South Korea’s minister of Public Administration and Security, Maeng Hyeonggyu, announced on March 9 that a widespread denial-of-service attack has been made on South Korean banking and government institution websites. Although the attack was mostly contained by state-sponsored anti-virus programs, computer malware experts expressed concern over its sheer magnitude…”

US cyber war defences ‘very thin’, Pentagon warns

BBC News reports: “The US military lacks the people and resources to defend the country adequately from concerted cyber-attacks, the head of the Pentagon’s cyber command has warned.

‘We are very thin, and a crisis would quickly stress our cyber forces,’ Gen Keith Alexander told Congress.

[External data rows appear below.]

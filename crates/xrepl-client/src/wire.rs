//! JSON payloads exchanged with the platform, and their mapping onto the
//! xrepl domain types.

use serde::{Deserialize, Serialize};

use xrepl_core::{ReplicationGroup, TableDescriptor, TableType, TaskStatus};

/// `tableType` value of relational tables.
const SQL_TABLE_TYPE: &str = "PGSQL_TABLE_TYPE";

/// One entry of the universe tables listing.
#[derive(Debug, Clone, Serialize, Deserialize)]
#[serde(rename_all = "camelCase")]
pub struct WireTable {
    #[serde(rename = "tableUUID")]
    pub table_uuid: String,
    pub table_name: String,
    pub table_type: String,
    #[serde(default)]
    pub key_space: String,
    #[serde(default)]
    pub size_bytes: f64,
}

impl From<WireTable> for TableDescriptor {
    fn from(t: WireTable) -> Self {
        let table_type = if t.table_type == SQL_TABLE_TYPE {
            TableType::Sql
        } else {
            TableType::Query
        };
        TableDescriptor {
            id: t.table_uuid,
            name: t.table_name,
            table_type,
            keyspace: t.key_space,
            size_bytes: t.size_bytes.max(0.0) as u64,
        }
    }
}

/// Replication group as returned by the xcluster config endpoint.
#[derive(Debug, Clone, Serialize, Deserialize)]
pub struct WireGroup {
    pub uuid: String,
    #[serde(default)]
    pub name: String,
    #[serde(rename = "sourceUniverseUUID")]
    pub source_universe_uuid: String,
    #[serde(rename = "targetUniverseUUID", default)]
    pub target_universe_uuid: String,
    #[serde(default)]
    pub tables: Vec<String>,
}

impl From<WireGroup> for ReplicationGroup {
    fn from(g: WireGroup) -> Self {
        ReplicationGroup::new(
            &g.uuid,
            &g.name,
            &g.source_universe_uuid,
            &g.target_universe_uuid,
            g.tables,
        )
    }
}

/// Body of the membership update: the complete table set.
#[derive(Debug, Clone, Serialize, Deserialize)]
pub struct WireEdit {
    pub tables: Vec<String>,
}

/// Response to an accepted update.
#[derive(Debug, Clone, Serialize, Deserialize)]
pub struct WireTaskAccepted {
    #[serde(rename = "taskUUID")]
    pub task_uuid: String,
}

/// Task progress payload.
#[derive(Debug, Clone, Serialize, Deserialize)]
pub struct WireTaskProgress {
    pub status: String,
    #[serde(default)]
    pub percent: f64,
}

impl WireTaskProgress {
    pub fn task_status(&self) -> TaskStatus {
        match self.status.as_str() {
            "Failed" | "Failure" | "Aborted" => TaskStatus::Failed,
            "Success" => TaskStatus::Succeeded,
            _ if self.percent >= 100.0 => TaskStatus::Succeeded,
            _ => TaskStatus::Running,
        }
    }
}

/// Pull the operator-facing message out of an error response body.
pub fn error_message(body: &[u8]) -> String {
    match serde_json::from_slice::<serde_json::Value>(body) {
        Ok(serde_json::Value::Object(map)) => match map.get("error") {
            Some(serde_json::Value::String(s)) => s.clone(),
            Some(other) => other.to_string(),
            None => String::from_utf8_lossy(body).into_owned(),
        },
        _ => String::from_utf8_lossy(body).trim().to_string(),
    }
}
//! Table identifier normalization.
//!
//! The catalog hands out UUID-style ids with hyphens (`a1b2-c3d4`) while
//! replication membership stores the same ids without them (`a1b2c3d4`).
//! Every set comparison between the two goes through [`normalize`].

/// Characters stripped from identifiers.
const SEPARATORS: &[char] = &['-'];

/// Remove all separator characters from `id`.
///
/// Pure, total, and idempotent.
pub fn normalize(id: &str) -> String {
    id.chars().filter(|c| !SEPARATORS.contains(c)).collect()
}
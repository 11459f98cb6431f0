//! Operator notifications for failures.
//!
//! Reporters never fail and never block: [`TracingReporter`] logs,
//! [`ChannelReporter`] pushes onto an unbounded channel drained by the
//! operator surface.

use tokio::sync::mpsc;
use tracing::{error, warn};

use xrepl_core::{ApiConfig, SubmissionError, TaskId};

/// Surfaces failures to the operator.
pub trait ErrorReporter: Send + Sync {
    /// The membership update request was not accepted.
    fn report_submission_failure(&self, err: &SubmissionError);

    /// The task was accepted but ended in failure.
    fn report_task_failure(&self, task_id: &TaskId);

    /// Polling gave up while the task was still running.
    fn report_still_running(&self, task_id: &TaskId);

    /// The task status could not be read at all.
    fn report_status_unknown(&self, task_id: &TaskId);
}

/// A failure notification, as shown to the operator.
#[derive(Debug, Clone, PartialEq, Eq)]
pub enum Notification {
    SubmissionFailed { message: String },
    TaskFailed { task_id: TaskId, details_url: String },
    StillRunning { task_id: TaskId, details_url: String },
    StatusUnknown { task_id: TaskId, details_url: String },
}

impl std::fmt::Display for Notification {
    fn fmt(&self, f: &mut std::fmt::Formatter<'_>) -> std::fmt::Result {
        match self {
            Notification::SubmissionFailed { message } => f.write_str(message),
            Notification::TaskFailed { details_url, .. } => {
                write!(f, "Unable to add table. View details: {details_url}")
            }
            Notification::StillRunning { details_url, .. } => {
                write!(f, "Task is still running, stopped watching. View details: {details_url}")
            }
            Notification::StatusUnknown { details_url, .. } => {
                write!(f, "Unable to read task status. View details: {details_url}")
            }
        }
    }
}

/// Logs failures through `tracing`.
pub struct TracingReporter {
    api: ApiConfig,
}

impl TracingReporter {
    pub fn new(api: ApiConfig) -> Self {
        Self { api }
    }
}

impl ErrorReporter for TracingReporter {
    fn report_submission_failure(&self, err: &SubmissionError) {
        error!(error = %err.operator_message(), "unable to submit membership update");
    }

    fn report_task_failure(&self, task_id: &TaskId) {
        error!(task = %task_id, details = %self.api.task_link(task_id), "unable to add table");
    }

    fn report_still_running(&self, task_id: &TaskId) {
        warn!(task = %task_id, details = %self.api.task_link(task_id), "task still running, stopped watching");
    }

    fn report_status_unknown(&self, task_id: &TaskId) {
        warn!(task = %task_id, details = %self.api.task_link(task_id), "task status unreadable");
    }
}

/// Queues failures as [`Notification`]s.
pub struct ChannelReporter {
    api: ApiConfig,
    tx: mpsc::UnboundedSender<Notification>,
}

impl ChannelReporter {
    /// Create a reporter and the receiver the operator surface drains.
    pub fn new(api: ApiConfig) -> (Self, mpsc::UnboundedReceiver<Notification>) {
        let (tx, rx) = mpsc::unbounded_channel();
        (Self { api, tx }, rx)
    }

    fn push(&self, notification: Notification) {
        // A closed receiver means nobody is listening any more.
        if self.tx.send(notification).is_err() {
            warn!("notification dropped, receiver closed");
        }
    }
}

impl ErrorReporter for ChannelReporter {
    fn report_submission_failure(&self, err: &SubmissionError) {
        self.push(Notification::SubmissionFailed {
            message: err.operator_message(),
        });
    }

    fn report_task_failure(&self, task_id: &TaskId) {
        self.push(Notification::TaskFailed {
            task_id: task_id.clone(),
            details_url: self.api.task_link(task_id),
        });
    }

    fn report_still_running(&self, task_id: &TaskId) {
        self.push(Notification::StillRunning {
            task_id: task_id.clone(),
            details_url: self.api.task_link(task_id),
        });
    }

    fn report_status_unknown(&self, task_id: &TaskId) {
        self.push(Notification::StatusUnknown {
            task_id: task_id.clone(),
            details_url: self.api.task_link(task_id),
        });
    }
}
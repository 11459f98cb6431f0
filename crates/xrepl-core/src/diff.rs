//! Membership diff — which catalog tables can still be added.

use std::collections::BTreeSet;

use crate::types::{TableDescriptor, TableId};

/// Catalog tables whose normalized id is not already replicated.
///
/// Catalog order is preserved.
pub fn eligible_tables(
    catalog: &[TableDescriptor],
    replicated_ids: &BTreeSet<TableId>,
) -> Vec<TableDescriptor> {
    catalog
        .iter()
        .filter(|t| !replicated_ids.contains(&t.normalized_id()))
        .cloned()
        .collect()
}

/// Filter by case-insensitive substring match on the table name.
///
/// An empty query returns the input unchanged.
pub fn apply_search(eligible: &[TableDescriptor], query: &str) -> Vec<TableDescriptor> {
    if query.is_empty() {
        return eligible.to_vec();
    }
    let needle = query.to_lowercase();
    eligible
        .iter()
        .filter(|t| t.name.to_lowercase().contains(&needle))
        .cloned()
        .collect()
}
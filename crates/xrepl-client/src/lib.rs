//! xrepl-client — platform REST API client.
//!
//! Implements [`xrepl_editor::ReplicationApi`] and
//! [`xrepl_task::StatusSource`] over plain HTTP/1.1 using hyper. One TCP
//! connection per request; every request is bounded by the configured
//! timeout.
//!
//! # Routes
//!
//! | Method | Path | Use |
//! |---|---|---|
//! | GET | `/api/v1/customers/:c/universes/:cluster/tables` | Source catalog |
//! | GET | `/api/v1/customers/:c/xcluster_configs/:group` | Group snapshot |
//! | PUT | `/api/v1/customers/:c/xcluster_configs/:group` | Replace member tables |
//! | GET | `/api/v1/customers/:c/tasks/:task` | Task progress |

pub mod client;
pub mod wire;

pub use client::HttpClient;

The US says government systems are attacked millions of times a day.

Disputes over budgets are holding up a new cyber protection system ordered by the Department of Homeland Security.

However, some argue the threat of cyber warfare is greatly exaggerated.

Gen Alexander, head of the US Defence Department’s Cyber Command, told a Congressional Committee that he would mark as a ‘C’ the military’s ability to protect Pentagon networks, although he acknowledged improvements in recent years.

‘We are finding that we do not have the capacity to do everything we need to accomplish. To put it bluntly, we are very thin, and a crisis would quickly stress our cyber forces,’ he said.

‘We cannot afford to allow cyberspace to be a sanctuary where real and potential adversaries can marshal forces and capabilities to use against us and our allies. This is not a hypothetical danger.’

US officials say cyber criminals, terrorists and other nations are getting better at penetrating state and private networks, whether to spy, to steal data or damage critical infrastructure…” (While cyber-warfare may be greatly exaggerated, the Electromagnetic Pulse and solar storms are not – Matthew 24:2; Revelation 7:14.)